Loading screens often suck. But occasionally they can become more than just periods of time when you are forced to sit and wait. In Assassin’s Creed, a tradition has been formed of letting players run in an endless void and has stayed (mostly).
Not long ago I decided to finish the few Assassin’s Creed games you have never completed or played. I started with Odyssey, a game I had halfway before other things drove me away. Booting up I discovered that the fun loading screens seen in previous games had disappeared. I was sad.
I fully admit that this is not the most important thing in the series. But there is something comforting and even nostalgic about running around a giant, cyber-killer. It has become something I only expect from this series. When I light a Assassin’s Creed game I have an internal checklist of “Things I want to see and experience.”
- Climb tall towers.
- Jumping from high towers.
- Meeting of historical figures.
- Too many collectibles.
- Some disgusting mini-games, which generally involve puzzles.
- Killing people while running alongside them in a slippery way.
- Running around the loading screen, sometimes moving my hidden blades in and out.
Odyssey complies with most of these except the last bullet point. Not only are there no hidden blades, but there are also no shenanigans on the loading screen. This made me think about loading screens and their history throughout the Assassin’s Creed games. Assassin’s Creed Unity its The just another “main” Assassin’s Creed game that abandoned my beloved antics of the loading screen. Another reason why it’s so low on our list! (Not really…)
I’m not sure why Unit abandoned the “Animus Memory Corridors“Or as I call them” dumb data rooms. “At first, I thought it might be a narrative theme. Unit, you are playing a home console version of Helix created by Abstergo and you are not using a traditional animus. But then Labor union, which also featured the same main character using the same version of home console, included the silly data rooms.
So I have to guess that Unit abandoned them because they were a technical hurdle developers didn’t want to deal with in their first next generation Assassin’s Creed game or they felt it was time to shake things up. Or was it a bit of both.
G / O Media may receive a commission
These memory runner loading screens would return Assasins’s Creed Origins too, and I loved them. (Just another reason is the best game in the franchise …) But then, as I mentioned earlier, they didn’t come back in the last game, 2018 Assassin’s Creed Odyssey.

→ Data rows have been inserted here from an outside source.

use navicon_core::logging;

mod cli;

use crate::cli::CliCommand;

#[tokio::main]
async fn main() {
    // Initialize logging as early as possible; stderr if the state dir is unusable.
    if let Err(e) = logging::init_logging() {
        logging::init_logging_stderr();
        tracing::warn!("file logging unavailable, using stderr: {:#}", e);
    }

    // Parse CLI and dispatch.
    if let Err(err) = CliCommand::run_from_args().await {
        eprintln!("navicon error: {:#}", err);
        std::process::exit(1);
    }
}
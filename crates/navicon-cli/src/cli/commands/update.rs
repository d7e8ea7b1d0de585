//! `navicon update` – run the icon batch over entries missing an icon.

use anyhow::Result;
use navicon_core::batch::{run_batch, BatchOptions};
use navicon_core::config::NaviconConfig;
use navicon_core::favicon::{ResolveOptions, Resolver};
use navicon_core::http::HttpClient;
use navicon_core::store::Store;

pub async fn run_update(
    store: &Store,
    cfg: &NaviconConfig,
    limit: Option<u32>,
    json: bool,
) -> Result<()> {
    let mut opts = BatchOptions::from_config(cfg);
    if let Some(limit) = limit {
        opts.limit = limit;
    }
    let resolver = Resolver::new(
        HttpClient::from_config(cfg),
        store.clone(),
        ResolveOptions::from_config(cfg),
    );

    let summary = run_batch(store, &resolver, &opts).await?;

    if json {
        println!("{}", serde_json::to_string_pretty(&summary)?);
        return Ok(());
    }

    if summary.total == 0 {
        println!("No entries need an icon.");
        return Ok(());
    }
    for r in &summary.results {
        match (&r.icon_url, &r.error) {
            (Some(url), _) if r.success => println!("  ok    {:<6} {} -> {}", r.id, r.title, url),
            (_, Some(err)) => println!("  fail  {:<6} {}: {}", r.id, r.title, err),
            _ => println!("  fail  {:<6} {}", r.id, r.title),
        }
    }
    println!(
        "Processed {}: {} updated, {} failed",
        summary.total, summary.updated, summary.failed
    );
    Ok(())
}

According to Gamerant, Ubisoft has confirmed that these loading screens will return to Valhalla. However, there is a wrinkle to remember. One of the great selling points of these new consoles is how they will not have loading screens. Or at least very few loading screens and they will be short. Be Valhalla on PS4 and Xbox One have these silly rooms, but not on PS5 and Xbox Series X?
Only time will tell. Perhaps Ubisoft should include an option in the new consoles to turn on artificial loading screens between scenes. Just so I can have my dumb data rooms and people who don’t care can turn them off and never think about them again.
.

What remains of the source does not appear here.